◆ TASK DIRECTIONS: Of the entries below, restate word for word only the section that runs from the line with "A tick-size band" to the line with "0 = no break.", counting both ends.

◆ INPUT DATA:
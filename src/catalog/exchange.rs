//! Exchange reference data: identity, trading schedule and tick-size bands.

use serde::{Deserialize, Serialize};
use std::collections::HashSet;
use thiserror::Error;

/// Errors produced while parsing exchange reference strings.
#[derive(Debug, Error)]
pub enum ExchangeParseError {
    /// A tick-size band entry was not `lower,upper,value`.
    #[error("invalid tick size table, expect <lower_bound>,<upper_bound>,<value>[;...]")]
    InvalidTickSizeTable,
    /// Tick-size bands must be sorted and non-overlapping.
    #[error("tick size bands overlap at lower bound {0}")]
    OverlappingTickSizeBands(f64),
    /// A trading/break period was not `HHMM-HHMM` or `HHMMSS-HHMMSS`.
    #[error("invalid period '{0}', expect HHMM-HHMM or HHMMSS-HHMMSS")]
    InvalidPeriod(String),
    /// A half-day entry was not a `YYYYmmdd` date.
    #[error("invalid half day '{0}', expect YYYYmmdd")]
    InvalidHalfDay(String),
}

/// One band of the tick-size table: `value` applies to prices in
/// `[lower_bound, upper_bound)`.
#[derive(Debug, Clone, Copy, PartialEq, Serialize, Deserialize)]
pub struct TickSizeBand {
    /// Inclusive lower price bound of the band.
    pub lower_bound: f64,
    /// Exclusive upper price bound of the band (0 = unbounded).
    pub upper_bound: f64,
    /// Tick size within the band.
    pub value: f64,
}

/// An exchange (venue) entry in the reference catalog.
///
/// Published entries are immutable; administrative edits publish a fresh
/// `Arc<Exchange>` through the catalog so readers never observe torn values.
#[derive(Debug, Clone, Default)]
pub struct Exchange {
    pub id: u16,
    pub name: String,
    pub mic: String,
    pub country: String,
    /// Offset of the exchange time zone from UTC, in seconds.
    pub utc_time_offset: i32,
    pub odd_lot_allowed: bool,
    /// Trading period in seconds since local midnight; 0 = always open.
    pub trade_start: i32,
    pub trade_end: i32,
    /// Lunch-break period in seconds since local midnight; 0 = no break.
    pub break_start: i32,
    pub break_end: i32,
    /// Early close (seconds since midnight) applied on half days.
    pub half_day: i32,
    /// Dates (YYYYmmdd) on which the half-day close applies.
    pub half_days: HashSet<i32>,
    /// Sorted, non-overlapping tick-size bands.
    pub tick_size_table: Vec<TickSizeBand>,
}

impl Exchange {
    /// Seconds since midnight in the exchange time zone.
    pub fn seconds_of_day(&self) -> i32 {
        let local = crate::utils::now_secs() + i64::from(self.utc_time_offset);
        (local.rem_euclid(86_400)) as i32
    }

    /// Current date (YYYYmmdd) in the exchange time zone.
    pub fn date(&self) -> i32 {
        let local = crate::utils::now_secs() + i64::from(self.utc_time_offset);
        match chrono::DateTime::from_timestamp(local, 0) {
            Some(dt) => dt
                .date_naive()
                .format("%Y%m%d")
                .to_string()
                .parse()
                .unwrap_or(0),
            None => 0,
        }
    }

    pub fn is_half_day(&self) -> bool {
        !self.half_days.is_empty() && self.half_days.contains(&self.date())
    }

    /// Effective close for today, honoring the half-day schedule.
    pub fn trade_end(&self) -> i32 {
        if self.is_half_day() {
            self.half_day
        } else {
            self.trade_end
        }
    }

    /// Whether the exchange is currently inside its trading period and
    /// outside its break period. Unconfigured periods always pass.
    pub fn is_in_trade_period(&self) -> bool {
        let t = self.seconds_of_day();
        (self.break_start <= 0 || t < self.break_start || t > self.break_end)
            && (self.trade_start <= 0 || (t > self.trade_start && t < self.trade_end()))
    }

    /// Tick size applying at the given reference price, from the band table.
    /// Returns 0 when no band matches.
    pub fn tick_size(&self, reference_price: f64) -> f64 {
        for band in &self.tick_size_table {
            if reference_price >= band.lower_bound
                && (band.upper_bound <= 0.0 || reference_price < band.upper_bound)
            {
                return band.value;
            }
        }
        0.0
    }

    /// Parse a tick-size table from `lower,upper,value[;...]`, validating
    /// ordering and overlap.
    pub fn parse_tick_size_table(s: &str) -> Result<Vec<TickSizeBand>, ExchangeParseError> {
        let mut table = Vec::new();
        for entry in s.split(|c| c == ';' || c == '\n') {
            let entry = entry.trim();
            if entry.is_empty() {
                continue;
            }
            let parts: Vec<_> = entry.split(',').map(str::trim).collect();
            if parts.len() != 3 {
                return Err(ExchangeParseError::InvalidTickSizeTable);
            }
            let lower_bound = parts[0]
                .parse()
                .map_err(|_| ExchangeParseError::InvalidTickSizeTable)?;
            let upper_bound = parts[1]
                .parse()
                .map_err(|_| ExchangeParseError::InvalidTickSizeTable)?;
            let value = parts[2]
                .parse()
                .map_err(|_| ExchangeParseError::InvalidTickSizeTable)?;
            table.push(TickSizeBand {
                lower_bound,
                upper_bound,
                value,
            });
        }
        table.sort_by(|a, b| a.lower_bound.total_cmp(&b.lower_bound));
        for w in table.windows(2) {
            if w[0].upper_bound > w[1].lower_bound {
                return Err(ExchangeParseError::OverlappingTickSizeBands(
                    w[1].lower_bound,
                ));
            }
        }
        Ok(table)
    }

    /// Parse an `HHMM-HHMM` or `HHMMSS-HHMMSS` period into seconds since
    /// midnight.
    pub fn parse_period(s: &str) -> Result<(i32, i32), ExchangeParseError> {
        let bad = || ExchangeParseError::InvalidPeriod(s.to_string());
        let (a, b) = s.trim().split_once('-').ok_or_else(bad)?;
        let to_secs = |t: &str| -> Result<i32, ExchangeParseError> {
            if t.len() != 4 && t.len() != 6 {
                return Err(bad());
            }
            let h: i32 = t[..2].parse().map_err(|_| bad())?;
            let m: i32 = t[2..4].parse().map_err(|_| bad())?;
            let sec: i32 = if t.len() == 6 {
                t[4..6].parse().map_err(|_| bad())?
            } else {
                0
            };
            if h >= 24 || m >= 60 || sec >= 60 {
                return Err(bad());
            }
            Ok(h * 3600 + m * 60 + sec)
        };
        let start = to_secs(a)?;
        let end = to_secs(b)?;
        if end <= start {
            return Err(bad());
        }
        Ok((start, end))
    }

    /// Parse a `;`/`,`-separated list of YYYYmmdd half days.
    pub fn parse_half_days(s: &str) -> Result<HashSet<i32>, ExchangeParseError> {
        let mut out = HashSet::new();
        for tok in s.split(|c| c == ';' || c == ',' || c == '\n') {
            let tok = tok.trim();
            if tok.is_empty() {
                continue;
            }
            if tok.len() != 8 {
                return Err(ExchangeParseError::InvalidHalfDay(tok.to_string()));
            }
            let d: i32 = tok
                .parse()
                .map_err(|_| ExchangeParseError::InvalidHalfDay(tok.to_string()))?;
            out.insert(d);
        }
        Ok(out)
    }
}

◆ ANSWER TO THIS TASK:
    /// A tick-size band entry was not `lower,upper,value`.
    #[error("invalid tick size table, expect <lower_bound>,<upper_bound>,<value>[;...]")]
    InvalidTickSizeTable,
    /// Tick-size bands must be sorted and non-overlapping.
    #[error("tick size bands overlap at lower bound {0}")]
    OverlappingTickSizeBands(f64),
    /// A trading/break period was not `HHMM-HHMM` or `HHMMSS-HHMMSS`.
    #[error("invalid period '{0}', expect HHMM-HHMM or HHMMSS-HHMMSS")]
    InvalidPeriod(String),
    /// A half-day entry was not a `YYYYmmdd` date.
    #[error("invalid half day '{0}', expect YYYYmmdd")]
    InvalidHalfDay(String),
}

/// One band of the tick-size table: `value` applies to prices in
/// `[lower_bound, upper_bound)`.
#[derive(Debug, Clone, Copy, PartialEq, Serialize, Deserialize)]
pub struct TickSizeBand {
    /// Inclusive lower price bound of the band.
    pub lower_bound: f64,
    /// Exclusive upper price bound of the band (0 = unbounded).
    pub upper_bound: f64,
    /// Tick size within the band.
    pub value: f64,
}

/// An exchange (venue) entry in the reference catalog.
///
/// Published entries are immutable; administrative edits publish a fresh
/// `Arc<Exchange>` through the catalog so readers never observe torn values.
#[derive(Debug, Clone, Default)]
pub struct Exchange {
    pub id: u16,
    pub name: String,
    pub mic: String,
    pub country: String,
    /// Offset of the exchange time zone from UTC, in seconds.
    pub utc_time_offset: i32,
    pub odd_lot_allowed: bool,
    /// Trading period in seconds since local midnight; 0 = always open.
    pub trade_start: i32,
    pub trade_end: i32,
    /// Lunch-break period in seconds since local midnight; 0 = no break.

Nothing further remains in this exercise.